Home When smart clothes start chatting up smart cities

When smart clothes start chatting up smart cities

For those wishing never to be lost in the crowd again, U.K. researchers are developing connected clothing that will turn its wearers into mobile sensors for smart cities.

Scientists at Southampton University are developing smart clothes that interact with the wearer’s urban environment.

See also: Are smart clothes the future of wearables?

The wearable technology could improve smart city data inputs by turning people into mobile sensor arrays reporting on traffic and air pollution conditions. As well, the wired clothing could assist in evacuating citizens during major disasters or security situations.
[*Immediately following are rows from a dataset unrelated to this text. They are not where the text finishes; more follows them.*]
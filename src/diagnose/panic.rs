// Diagnostic system panics
//
//  Copyright (C) 2014-2023 Ryan Specialty, LLC.
//
//  This file is part of Weft.
//
//  This program is free software: you can redistribute it and/or modify
//  it under the terms of the GNU General Public License as published by
//  the Free Software Foundation, either version 3 of the License, or
//  (at your option) any later version.
//
//  This program is distributed in the hope that it will be useful,
//  but WITHOUT ANY WARRANTY; without even the implied warranty of
//  MERCHANTABILITY or FITNESS FOR A PARTICULAR PURPOSE.  See the
//  GNU General Public License for more details.
//
//  You should have received a copy of the GNU General Public License
//  along with this program.  If not, see <http://www.gnu.org/licenses/>.

//! Panics carrying diagnostic information.
//!
//! Compilation never panics on account of a template;
//!   problems with input are reported as [`Record`](super::Record)s and
//!   structural inconsistencies in the IR as
//!   [`Level::InternalError`](super::Level::InternalError) records,
//!     so that the host always receives a document.
//! What remains are violations of invariants that Weft maintains for
//!   itself,
//!     such as a built-in directive grammar failing validation.
//! For those,
//!   [`diagnostic_panic!`] renders the offending spans before panicking
//!   so that the report is still useful to someone trying to work around
//!   the bug.

use super::{
    AnnotatedSpan, Diagnostic, DiagnosticCode, SourceSpanResolver,
    VisualReporter,
};
use std::{
    cell::Cell,
    error::Error,
    fmt::{self, Debug, Display},
};

// Macro exports are unintuitive.
#[cfg(doc)]
use crate::diagnostic_panic;

/// Reporter used to render panics.
///
/// No source document is available where a panic is raised,
///   so spans are rendered by offset.
pub type PanicReporter = VisualReporter<SourceSpanResolver<'static>>;

/// Code of every diagnostic panic.
pub const PANIC_CODE: DiagnosticCode = DiagnosticCode(9999);

/// Summary and spans of a panic.
///
/// Public only for the expansion of [`diagnostic_panic!`].
/// The spans are taken when first described.
pub struct PanicDesc<'a>(pub String, pub Cell<Vec<AnnotatedSpan<'a>>>);

impl<'a> Debug for PanicDesc<'a> {
    fn fmt(&self, f: &mut fmt::Formatter) -> fmt::Result {
        f.write_str("PanicDesc")
    }
}

impl<'a> Display for PanicDesc<'a> {
    fn fmt(&self, f: &mut fmt::Formatter) -> fmt::Result {
        f.write_str(&self.0)
    }
}

impl<'a> Error for PanicDesc<'a> {}

impl<'a> Diagnostic for PanicDesc<'a> {
    fn code(&self) -> DiagnosticCode {
        PANIC_CODE
    }

    fn describe(&self) -> Vec<AnnotatedSpan> {
        self.1.take()
    }
}

/// Panic with a rendered report of the given spans.
///
/// The first argument has the form of [`Diagnostic::describe`];
///   the remainder are [`format!`] arguments summarizing the problem.
#[macro_export]
macro_rules! diagnostic_panic {
    ($desc:expr, $($fmt:tt)*) => {{
        use $crate::diagnose::Reporter;

        let mut reporter =
            $crate::diagnose::panic::PanicReporter::new(Default::default());

        let desc = $crate::diagnose::panic::PanicDesc(
            format!($($fmt)*),
            std::cell::Cell::new($desc),
        );

        panic!(
            "internal error:\n{}\n\
             This is a bug in Weft.  Please report it along with the \
             output above.",
            reporter.render(&desc),
        )
    }};
}

/// An alternative to `expect` that reports through
///   [`diagnostic_panic!`].
pub trait DiagnosticPanic {
    type Inner;

    /// Yield the inner value or panic with `msg` and a report of `desc`.
    fn diagnostic_expect(
        self,
        desc: Vec<AnnotatedSpan>,
        msg: &str,
    ) -> Self::Inner;
}

impl<T> DiagnosticPanic for Option<T> {
    type Inner = T;

    fn diagnostic_expect(self, desc: Vec<AnnotatedSpan>, msg: &str) -> T {
        match self {
            Some(val) => val,
            None => diagnostic_panic!(desc, "{msg}"),
        }
    }
}

impl<T, E: Debug> DiagnosticPanic for Result<T, E> {
    type Inner = T;

    fn diagnostic_expect(self, desc: Vec<AnnotatedSpan>, msg: &str) -> T {
        match self {
            Ok(val) => val,
            Err(e) => diagnostic_panic!(desc, "{msg}: {e:?}"),
        }
    }
}

#[cfg(test)]
mod test {
    use super::DiagnosticPanic;
    use crate::{diagnose::Annotate, span::dummy::S1};

    #[test]
    fn present_value_is_yielded() {
        assert_eq!(5, Some(5).diagnostic_expect(vec![], "unused"));
        assert_eq!(5, Ok::<_, ()>(5).diagnostic_expect(vec![], "unused"));
    }

    #[should_panic = "grammar rejected"]
    #[test]
    fn missing_value_panics_with_message() {
        None::<()>.diagnostic_expect(
            vec![S1.internal_error("here")],
            "grammar rejected",
        )
    }

    #[should_panic = "This is a bug in Weft"]
    #[test]
    fn error_panics_as_bug() {
        Err::<(), _>("oops")
            .diagnostic_expect(vec![S1.internal_error("here")], "failed")
    }
}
“Most of the sensors that are used in smart cities are fixed, on lampposts for example, and there has been some work to put them on vehicles such as buses, but we are looking to put them on people, in something they can just put on and wear,” said Steve Beeby with Southampton’s Department of Electronics and Computer Science.

“It provides a flexible, moveable input to the smart city, which isn’t possible with the existing fixed sensor network,” he said.

This mobile network of connected clothes is a boon to smart cities as it allows better distribution of sensors around the urban environment.

The confluence of smart cities and smart clothing follows reports from industry experts that the future of wearable technology will no longer be primarily wrist-borne gadgetry but in wired clothing.

Some sweet kickbacks?

The clothes could also allow its wearers to receive incentives sent from the smart city itself to visit particular geographic areas of the town in order to smooth out the density of information received.

And for those worried that this is a juicy marketing opportunity gone to waste, have no fear. These technology laden garments could also allow its wearers to receive personalized communications about shopping, health, and entertainment.

The research is built on another project the Southampton team is working on to weave microprocessors, logic circuits and microcontrollers into textile yarns. In turn, this electronic-infused yarn can be woven into clothing to create new types of connected wearables.

And with the incorporation of Micro-Electro-Mechanical Systems sensors in the clothes, further capabilities can be added to the garments such as pollution level tracking.